According to Anakebe, the development would seriously affect the prices of goods, especially now that the Nigerian economy is dealing with a high inflation rate.
He says no shipping line is ready to invest in the production of new containers, especially now that there is a global economic downturn where many businesses are running at loss.
The development has become a source of concern to Nigerian shippers due to the fact that it has become a huge risk to invest in importation at a time like this where the table may turn, and the freight crashes, he states.
“The development is being compounded by the fact that empty containers of these shipping companies are trapped in African countries and the United States. And the presence of these containers has become a menace in countries like Nigeria due to the low volume of export cargoes to move out with these containers,” he explains.

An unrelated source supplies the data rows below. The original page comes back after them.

//! Helpers for presenting child-process output: terminal-safe line
//! sanitizing and a bounded tail kept for error reports.

use std::collections::VecDeque;

const MAX_LINE_CHARS: usize = 4096;

/// Lines kept from a failing command for its error message.
pub const ERROR_TAIL_LINES: usize = 200;

/// Strip ANSI escape sequences, control characters and bidi overrides so
/// tool output can be echoed to a terminal or log file verbatim otherwise.
pub fn sanitize_line(input: &str) -> String {
    let mut out = String::with_capacity(input.len().min(MAX_LINE_CHARS));
    let mut chars = input.chars().peekable();
    let mut kept = 0usize;

    while let Some(c) = chars.next() {
        if c == '\x1b' {
            match chars.next() {
                // CSI: parameters until a final byte in '@'..='~'.
                Some('[') => {
                    for n in chars.by_ref() {
                        if ('@'..='~').contains(&n) {
                            break;
                        }
                    }
                }
                // OSC / DCS / SOS / PM / APC: until BEL or ESC '\'.
                Some(']' | 'P' | 'X' | '^' | '_') => {
                    while let Some(n) = chars.next() {
                        if n == '\x07' {
                            break;
                        }
                        if n == '\x1b' && chars.peek() == Some(&'\\') {
                            chars.next();
                            break;
                        }
                    }
                }
                _ => {}
            }
            continue;
        }

        match c {
            '\t' => out.push(' '),
            '\r' | '\n' => continue,
            c if c.is_control() || is_bidi_control(c) => continue,
            c => out.push(c),
        }
        kept += 1;
        if kept >= MAX_LINE_CHARS {
            out.push_str(" ...[truncated]");
            break;
        }
    }
    out
}

fn is_bidi_control(c: char) -> bool {
    matches!(c, '\u{061C}' | '\u{200E}' | '\u{200F}')
        || ('\u{202A}'..='\u{202E}').contains(&c)
        || ('\u{2066}'..='\u{2069}').contains(&c)
}

/// The last `cap` lines of a stream, with a count of what fell off the front.
#[derive(Debug, Clone)]
pub struct OutputTail {
    lines: VecDeque<String>,
    cap: usize,
    dropped: usize,
}

impl OutputTail {
    pub fn new(cap: usize) -> Self {
        Self {
            lines: VecDeque::with_capacity(cap.min(64)),
            cap: cap.max(1),
            dropped: 0,
        }
    }

    pub fn push(&mut self, line: impl Into<String>) {
        if self.lines.len() == self.cap {
            self.lines.pop_front();
            self.dropped += 1;
        }
        self.lines.push_back(line.into());
    }

    pub fn is_empty(&self) -> bool {
        self.lines.is_empty()
    }

    pub fn render(&self) -> String {
        let mut out = String::new();
        if self.dropped > 0 {
            out.push_str(&format!("... ({} earlier lines omitted)\n", self.dropped));
        }
        for line in &self.lines {
            out.push_str(line);
            out.push('\n');
        }
        out
    }
}

#[cfg(test)]
mod tests {
    use super::*;

    #[test]
    fn strips_color_and_title_sequences() {
        let got = sanitize_line("ok \u{1b}[31mred\u{1b}[0m \u{1b}]0;title\u{7} done");
        assert_eq!(got, "ok red  done");
    }

    #[test]
    fn strips_string_terminated_sequences() {
        assert_eq!(sanitize_line("a\u{1b}Ppayload\u{1b}\\b"), "ab");
    }

    #[test]
    fn drops_newlines_and_bidi_and_expands_tabs() {
        assert_eq!(sanitize_line("a\tb\nc\r\u{202e}x"), "a bcx");
    }

    #[test]
    fn tail_keeps_last_lines_and_counts_dropped() {
        let mut tail = OutputTail::new(2);
        for l in ["one", "two", "three"] {
            tail.push(l);
        }
        assert_eq!(tail.render(), "... (1 earlier lines omitted)\ntwo\nthree\n");
    }
}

He however states that shipping companies now divert their limited containers to service China-United States routes because freighting a 20-foot container from China to the United States is now as high as $23,000 due to the congestion in US ports.
“We are not experiencing container shortage locally but it is affecting exporters as it has distorted a lot of transactions,” says Victor Iyama, president, Federation of Agricultural Commodity Association of Nigeria (FACAN).
Iyama says that it is the ships that bring in imports into Nigeria that take out exports, noting that if the import is being delayed, exporters will be unable to meet up their deadlines.
Iyama however expresses optimism that the situation will improve very soon, as port congestion has remained the major challenge Nigerian exporters are facing at the moment.